(Stored data)
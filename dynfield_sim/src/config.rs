use std::fs;
use std::path::{Path, PathBuf};

use dynfield::{BehaviorConfig, SequencingWeights};
use serde::{Deserialize, Serialize};

use crate::error::SimError;

/// An object on the table. Positions and hues are fractions in `[0, 1]`.
#[derive(Debug, Clone, PartialEq, Serialize, Deserialize)]
pub struct SceneObject {
    pub hue: f64,
    #[serde(default = "table_center")]
    pub x: f64,
    #[serde(default = "table_center")]
    pub y: f64,
    /// First tick at which the camera sees the object.
    #[serde(default)]
    pub visible_from: u64,
}

fn table_center() -> f64 {
    0.5
}

#[derive(Debug, Clone, PartialEq, Serialize, Deserialize)]
#[serde(default)]
pub struct SimConfig {
    pub seed: u64,
    pub ticks: u64,

    pub task_boost: f64,
    pub task_onset: u64,

    pub hue_size: usize,
    /// Camera resolution over the table; the hue axis uses `hue_size`.
    pub camera_size: [usize; 2],
    /// Side of the square fields over the arm's workspace.
    pub arm_size: usize,
    pub gripper_size: usize,

    pub target_hue: f64,
    pub scene: Vec<SceneObject>,

    pub end_effector_start: [f64; 2],
    /// Fraction of each arm axis controller's rate applied per tick.
    pub arm_speed: f64,

    pub gripper_start: f64,
    pub gripper_open: f64,
    pub gripper_closed: f64,
    /// Fraction of the controller's rate of change applied per tick.
    pub gripper_speed: f64,

    pub tuning_amplitude: f64,
    pub tuning_width: f64,
    pub sensor_to_cos: f64,
    /// Camera pixels of the target hue onto the spatial target field.
    pub camera_to_target: f64,
    /// Spatial target onto the move_ee intention field.
    pub target_to_intention: f64,
    /// Uniform input of the move_ee intention node onto its field. Alone it
    /// stays below threshold; a peak forms only where the target is.
    pub move_ee_preshape: f64,
    /// Subthreshold boost marking where a gripper CoS field expects the
    /// sensed opening.
    pub cos_expectation: f64,

    pub behavior: BehaviorConfig,
    pub sequencing: SequencingWeights,

    /// Stop as soon as every behavior has completed.
    pub stop_when_done: bool,
    pub time_course: Option<PathBuf>,
    pub activation_log_dir: Option<PathBuf>,
}

impl Default for SimConfig {
    fn default() -> Self {
        Self {
            seed: 42,
            ticks: 3000,
            task_boost: 10.0,
            task_onset: 2,
            hue_size: 60,
            camera_size: [15, 15],
            arm_size: 29,
            gripper_size: 30,
            target_hue: 0.7,
            scene: vec![
                SceneObject {
                    hue: 0.2,
                    x: 0.3,
                    y: 0.6,
                    visible_from: 0,
                },
                SceneObject {
                    hue: 0.7,
                    x: 0.7,
                    y: 0.3,
                    visible_from: 150,
                },
            ],
            end_effector_start: [0.2, 0.8],
            arm_speed: 1.0,
            gripper_start: 0.3,
            gripper_open: 0.85,
            gripper_closed: 0.1,
            gripper_speed: 1.0,
            tuning_amplitude: 7.0,
            tuning_width: 2.0,
            sensor_to_cos: 3.0,
            camera_to_target: 6.0,
            target_to_intention: 3.5,
            move_ee_preshape: 3.0,
            cos_expectation: 4.0,
            behavior: BehaviorConfig::default(),
            sequencing: SequencingWeights::default(),
            stop_when_done: true,
            time_course: None,
            activation_log_dir: None,
        }
    }
}

impl SimConfig {
    pub fn load(path: &Path) -> Result<Self, SimError> {
        let text = fs::read_to_string(path).map_err(|source| SimError::Read {
            path: path.to_path_buf(),
            source,
        })?;
        serde_json::from_str(&text).map_err(|source| SimError::Config {
            path: path.to_path_buf(),
            source,
        })
    }

    /// Index of a `[0, 1]` fraction on a field of `size` samples.
    pub fn to_index(fraction: f64, size: usize) -> f64 {
        fraction.clamp(0.0, 1.0) * size.saturating_sub(1) as f64
    }
}

#[cfg(test)]
mod tests {
    use super::*;

    #[test]
    fn partial_config_falls_back_to_defaults() {
        let c: SimConfig = serde_json::from_str(
            r#"{ "ticks": 10, "behavior": { "reactivating": true }, "scene": [{ "hue": 0.5 }] }"#,
        )
        .unwrap();
        assert_eq!(c.ticks, 10);
        assert!(c.behavior.reactivating);
        assert_eq!(c.behavior.intention_inhibition, -6.0);
        assert_eq!(
            c.scene,
            vec![SceneObject { hue: 0.5, x: 0.5, y: 0.5, visible_from: 0 }]
        );
        assert_eq!(c.hue_size, 60);
    }

    #[test]
    fn round_trips_through_json() {
        let c = SimConfig::default();
        let text = serde_json::to_string_pretty(&c).unwrap();
        let back: SimConfig = serde_json::from_str(&text).unwrap();
        assert_eq!(back, c);
    }

    #[test]
    fn fractions_map_onto_field_indices() {
        assert_eq!(SimConfig::to_index(0.0, 30), 0.0);
        assert_eq!(SimConfig::to_index(1.0, 30), 29.0);
        assert_eq!(SimConfig::to_index(2.0, 30), 29.0);
    }
}
//! The grasp architecture: find the target color, move the end effector
//! onto it, open the gripper, close it.
//!
//! ```text
//! task ──► find_color ──► move_ee ──► gripper_open ──► gripper_close   (each ──► a precondition)
//! camera (x, y, hue) ──[compress to hue]──► find_color CoS field
//! camera ──[target hue filter, compress to (x, y), scale]──► spatial_target ──► move_ee intention field
//! move_ee intention field ──► arm actuator
//! end_effector_sensor ──► move_ee CoS field
//! gripper intention field (shared by open/close) ──► gripper actuator
//! gripper_sensor ──► open CoS field, close CoS field
//! ```

use std::path::Path;

use dynfield::behavior::sequencing::{connect_to_task_with, precondition_with};
use dynfield::behavior::tuning;
use dynfield::kernel::{Boundary, GaussKernel, KernelMode};
use dynfield::math::gauss_1d;
use dynfield::observer::{BehaviorAdapter, BehaviorSnapshot};
use dynfield::{DynamicField, ElementaryBehavior, Graph, NodeId, Projection, Scaler, Weight};
use ndarray::{ArrayD, IxDyn};
use tracing::{debug, info, warn};

use crate::config::SimConfig;
use crate::error::SimError;
use crate::world::{ArmActuator, Clock, GripperActuator, Sensor, SharedWorld, World};

pub struct GraspArchitecture {
    pub graph: Graph,
    pub world: SharedWorld,
    pub task: NodeId,
    pub find_color: ElementaryBehavior,
    pub move_ee: ElementaryBehavior,
    pub spatial_target: NodeId,
    pub gripper_open: ElementaryBehavior,
    pub gripper_close: ElementaryBehavior,
    pub preconditions: Vec<NodeId>,
    task_onset: u64,
    task_boost: f64,
}

impl GraspArchitecture {
    pub fn build(config: &SimConfig) -> Result<Self, SimError> {
        let mut graph = Graph::with_seed(config.seed);
        let world = World::new(config);
        let behavior = &config.behavior;

        let [camera_x, camera_y] = config.camera_size;
        let arm = [config.arm_size; 2];

        // Sensors first so every field sees this tick's world.
        graph.add_external(Clock::new(world.clone()));
        let camera = graph.add_external(Sensor::camera(
            world.clone(),
            [camera_x, camera_y, config.hue_size],
        ));
        let end_effector_sensor = graph.add_external(Sensor::end_effector(world.clone(), arm));
        let gripper_sensor = graph.add_external(Sensor::gripper(world.clone(), config.gripper_size));

        let task = graph.add_node("task");

        let hue_tuning = tuning(
            &[config.hue_size],
            config.tuning_amplitude,
            config.tuning_width,
            &[SimConfig::to_index(config.target_hue, config.hue_size)],
        );
        let find_color = ElementaryBehavior::with_internal_fields(
            &mut graph,
            "find_color",
            &[config.hue_size],
            hue_tuning,
            behavior,
        )?;
        graph.connect(
            camera,
            find_color.cos_field(),
            vec![
                Projection::new(3, 1, [2], [0])?.into(),
                Weight::new(config.sensor_to_cos).into(),
            ],
        )?;

        // Where on the table the target color is, on the arm's grid.
        let spatial_target = graph.add_field(
            DynamicField::with_params(&arm, behavior.field_params.clone()).with_label("spatial_target"),
        );
        graph.connect(
            camera,
            spatial_target,
            vec![
                Weight::new(hue_filter(config)).into(),
                Projection::new(3, 2, [0, 1], [0, 1])?.into(),
                Scaler::new().into(),
                Weight::new(config.camera_to_target).into(),
            ],
        )?;

        let move_ee = ElementaryBehavior::with_internal_fields(
            &mut graph,
            "move_ee",
            &arm,
            config.move_ee_preshape,
            behavior,
        )?;
        graph.connect(
            spatial_target,
            move_ee.intention_field(),
            vec![Weight::new(config.target_to_intention).into()],
        )?;
        graph.connect(
            end_effector_sensor,
            move_ee.cos_field(),
            vec![Weight::new(config.sensor_to_cos).into()],
        )?;
        let arm_actuator = graph.add_external(ArmActuator::new(world.clone(), arm, config.arm_speed));
        graph.connect(move_ee.intention_field(), arm_actuator, vec![])?;

        let gripper_intention =
            graph.add_field(gripper_field(config, "gripper.intention_field", None)?);
        let open_cos = graph.add_field(gripper_field(
            config,
            "gripper_open.cos_field",
            Some(config.gripper_open),
        )?);
        let close_cos = graph.add_field(gripper_field(
            config,
            "gripper_close.cos_field",
            Some(config.gripper_closed),
        )?);
        for cos in [open_cos, close_cos] {
            graph.connect(
                gripper_sensor,
                cos,
                vec![Weight::new(config.sensor_to_cos).into()],
            )?;
        }

        let gripper_open = ElementaryBehavior::new(
            &mut graph,
            "gripper_open",
            gripper_intention,
            open_cos,
            gripper_tuning(config, config.gripper_open),
            behavior,
        )?;
        let gripper_close = ElementaryBehavior::new(
            &mut graph,
            "gripper_close",
            gripper_intention,
            close_cos,
            gripper_tuning(config, config.gripper_closed),
            behavior,
        )?;

        let actuator = graph.add_external(GripperActuator::new(
            world.clone(),
            config.gripper_size,
            config.gripper_speed,
        ));
        graph.connect(gripper_intention, actuator, vec![])?;

        for eb in [&find_color, &move_ee, &gripper_open, &gripper_close] {
            connect_to_task_with(&mut graph, task, eb, &config.sequencing)?;
        }
        let preconditions = vec![
            precondition_with(&mut graph, &find_color, &move_ee, task, &config.sequencing)?,
            precondition_with(&mut graph, &move_ee, &gripper_open, task, &config.sequencing)?,
            precondition_with(&mut graph, &gripper_open, &gripper_close, task, &config.sequencing)?,
        ];

        info!(
            nodes = graph.len(),
            connections = graph.connections().len(),
            "grasp architecture assembled"
        );

        Ok(Self {
            graph,
            world,
            task,
            find_color,
            move_ee,
            spatial_target,
            gripper_open,
            gripper_close,
            preconditions,
            task_onset: config.task_onset,
            task_boost: config.task_boost,
        })
    }

    pub fn behaviors(&self) -> [&ElementaryBehavior; 4] {
        [
            &self.find_color,
            &self.move_ee,
            &self.gripper_open,
            &self.gripper_close,
        ]
    }

    pub fn snapshots(&self) -> Vec<BehaviorSnapshot> {
        self.behaviors()
            .iter()
            .map(|eb| BehaviorAdapter::new(&self.graph, eb).snapshot())
            .collect()
    }

    pub fn is_done(&self) -> bool {
        self.behaviors().iter().all(|eb| eb.is_complete(&self.graph))
    }

    /// Advance the whole architecture by one tick.
    pub fn tick(&mut self) -> Result<(), SimError> {
        if self.graph.ticks() == self.task_onset {
            self.graph.field_mut(self.task)?.set_boost(self.task_boost)?;
            debug!(tick = self.task_onset, "task boosted");
        }
        self.graph.step();
        Ok(())
    }

    /// Append each node's activation to `dir/<label>.log`.
    pub fn start_activation_logs(&mut self, dir: &Path) -> Result<(), SimError> {
        std::fs::create_dir_all(dir).map_err(|source| SimError::Write {
            path: dir.to_path_buf(),
            source,
        })?;
        let ids: Vec<NodeId> = self.graph.node_ids().collect();
        for id in ids {
            let Ok(field) = self.graph.field_mut(id) else {
                continue;
            };
            let label = dynfield::Connectable::label(field).replace(['/', ' '], "_");
            if label.is_empty() {
                continue;
            }
            let path = dir.join(format!("{label}.log"));
            if let Err(e) = field.start_activation_log(&path) {
                warn!(path = %path.display(), error = %e, "cannot open activation log");
            }
        }
        Ok(())
    }

    pub fn release(&mut self) {
        self.graph.release_all();
    }
}

fn gripper_field(
    config: &SimConfig,
    label: &str,
    expectation: Option<f64>,
) -> Result<DynamicField, SimError> {
    let size = config.gripper_size;
    let mut field = DynamicField::with_params(&[size], config.behavior.field_params.clone())
        .with_label(label);
    // the opening axis has hard ends
    field.set_boundary(Boundary::Zero);
    field.set_kernel(GaussKernel::from_modes(
        1,
        &[KernelMode {
            amplitude: config.behavior.field_kernel_amplitude,
            widths: vec![config.behavior.field_kernel_width],
            shifts: vec![0.0],
        }],
    )?)?;
    if let Some(opening) = expectation {
        let boost = tuning(
            &[size],
            config.cos_expectation,
            config.tuning_width,
            &[SimConfig::to_index(opening, size)],
        );
        field.set_boost(boost)?;
    }
    Ok(field)
}

/// Passes camera pixels of the target hue, whatever their position.
fn hue_filter(config: &SimConfig) -> ArrayD<f64> {
    let [x, y] = config.camera_size;
    let hue = gauss_1d(
        config.hue_size,
        1.0,
        config.tuning_width,
        SimConfig::to_index(config.target_hue, config.hue_size),
    );
    ArrayD::from_shape_fn(IxDyn(&[x, y, config.hue_size]), |idx| hue[idx[2]])
}

fn gripper_tuning(config: &SimConfig, opening: f64) -> ArrayD<f64> {
    tuning(
        &[config.gripper_size],
        config.tuning_amplitude,
        config.tuning_width,
        &[SimConfig::to_index(opening, config.gripper_size)],
    )
}

#[cfg(test)]
mod tests {
    use super::*;

    fn quiet() -> SimConfig {
        let mut config = SimConfig::default();
        config.behavior.node_params.noise_strength = 0.0;
        config.behavior.field_params.noise_strength = 0.0;
        config.sequencing.relay_params.noise_strength = 0.0;
        config
    }

    #[test]
    fn nothing_happens_before_the_task() {
        let mut config = quiet();
        config.task_onset = 1_000;
        let mut arch = GraspArchitecture::build(&config).unwrap();
        for _ in 0..300 {
            arch.tick().unwrap();
        }
        assert!(arch.behaviors().iter().all(|eb| !eb.is_active(&arch.graph)));
        assert!((arch.world.borrow().gripper - config.gripper_start).abs() < 1e-6);
        let [x, y] = arch.world.borrow().end_effector;
        assert!((x - config.end_effector_start[0]).abs() < 1e-6);
        assert!((y - config.end_effector_start[1]).abs() < 1e-6);
    }

    #[test]
    fn find_color_waits_for_the_target_to_appear() {
        let config = quiet();
        let mut arch = GraspArchitecture::build(&config).unwrap();
        for _ in 0..140 {
            arch.tick().unwrap();
        }
        // only the distractor is visible so far
        assert!(arch.find_color.is_active(&arch.graph));
        assert!(!arch.find_color.is_complete(&arch.graph));
        assert!(!arch.move_ee.is_active(&arch.graph));
        assert!(!arch.gripper_open.is_active(&arch.graph));
        // no target color in view, so nothing to reach for
        let target = arch.graph.output(arch.spatial_target).unwrap();
        assert!(target.iter().all(|&v| v < 0.01));
    }

    #[test]
    fn spatial_target_marks_only_the_target_color() {
        let config = quiet();
        let mut arch = GraspArchitecture::build(&config).unwrap();
        for _ in 0..300 {
            arch.tick().unwrap();
        }
        let target = arch.graph.output(arch.spatial_target).unwrap();
        assert_eq!(target.shape(), &[config.arm_size, config.arm_size]);
        // camera pixel (10, 4) of 15 lands on (20, 8) of 29
        assert!(target[[20, 8]] > 0.9);
        // the distractor sits at pixel (4, 8), i.e. (8, 16)
        assert!(target[[8, 16]] < 0.01);
        assert!(target.iter().filter(|&&v| v > 0.5).count() <= 4);
    }

    #[test]
    fn grasp_runs_in_order_to_completion() {
        let config = quiet();
        let mut arch = GraspArchitecture::build(&config).unwrap();

        let mut opened_at = None;
        let mut closed_at = None;
        let mut found_at = None;
        let mut reached_at = None;
        for tick in 0..config.ticks {
            arch.tick().unwrap();
            let g = &arch.graph;
            if found_at.is_none() && arch.find_color.is_complete(g) {
                found_at = Some(tick);
            }
            if reached_at.is_none() && arch.move_ee.is_complete(g) {
                reached_at = Some(tick);
            }
            if opened_at.is_none() && arch.gripper_open.is_complete(g) {
                opened_at = Some(tick);
            }
            if closed_at.is_none() && arch.gripper_close.is_complete(g) {
                closed_at = Some(tick);
            }
            if arch.is_done() {
                break;
            }
        }

        let found = found_at.unwrap();
        let reached = reached_at.unwrap();
        let opened = opened_at.unwrap();
        let closed = closed_at.unwrap();
        assert!(
            found < reached && reached < opened && opened < closed,
            "{found} {reached} {opened} {closed}"
        );
        assert!(found > 150);

        let world = arch.world.borrow().clone();
        let target = &config.scene[1];
        assert!((world.end_effector[0] - target.x).abs() < 0.05, "{:?}", world.end_effector);
        assert!((world.end_effector[1] - target.y).abs() < 0.05, "{:?}", world.end_effector);
        assert!((world.gripper - config.gripper_closed).abs() < 0.1);

        arch.release();
        assert!(!arch.world.borrow().gripper_enabled);
        assert!(!arch.world.borrow().arm_enabled);
    }
}
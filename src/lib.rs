//! Dynamic Field Theory behavior control.
//!
//! Continuous-state fields integrated under a nonlinear ODE, wired into a
//! typed graph, and a behavior-sequencing layer built from that graph.

#[path = "core/prng.rs"]
pub mod prng;

#[path = "core/math.rs"]
pub mod math;

#[path = "core/error.rs"]
pub mod error;

#[path = "core/kernel.rs"]
pub mod kernel;

#[path = "core/connectable.rs"]
pub mod connectable;

#[path = "core/steps.rs"]
pub mod steps;

#[path = "core/field.rs"]
pub mod field;

#[path = "core/graph.rs"]
pub mod graph;

#[path = "core/io.rs"]
pub mod io;

pub mod behavior;
pub mod observer;

pub use behavior::sequencing::{
    competition, connect_to_task, precondition, Sequenceable, SequencingWeights,
};
pub use behavior::{BehaviorConfig, ElementaryBehavior};
pub use connectable::Connectable;
pub use error::ConnectError;
pub use field::{Boost, DynamicField, FieldParams};
pub use graph::{Connection, Graph, NodeId};
pub use kernel::{Boundary, BoxKernel, GaussKernel, Kernel, KernelMode};
pub use steps::{ProcessingStep, Projection, Scaler, Weight, WeightPattern};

▸ **Required work**: In the records, which lines use the word "SequencingWeights"? Report them.

▸ **Your response**:
use dynfield::{BehaviorConfig, SequencingWeights};
    pub sequencing: SequencingWeights,
            sequencing: SequencingWeights::default(),
    competition, connect_to_task, precondition, Sequenceable, SequencingWeights,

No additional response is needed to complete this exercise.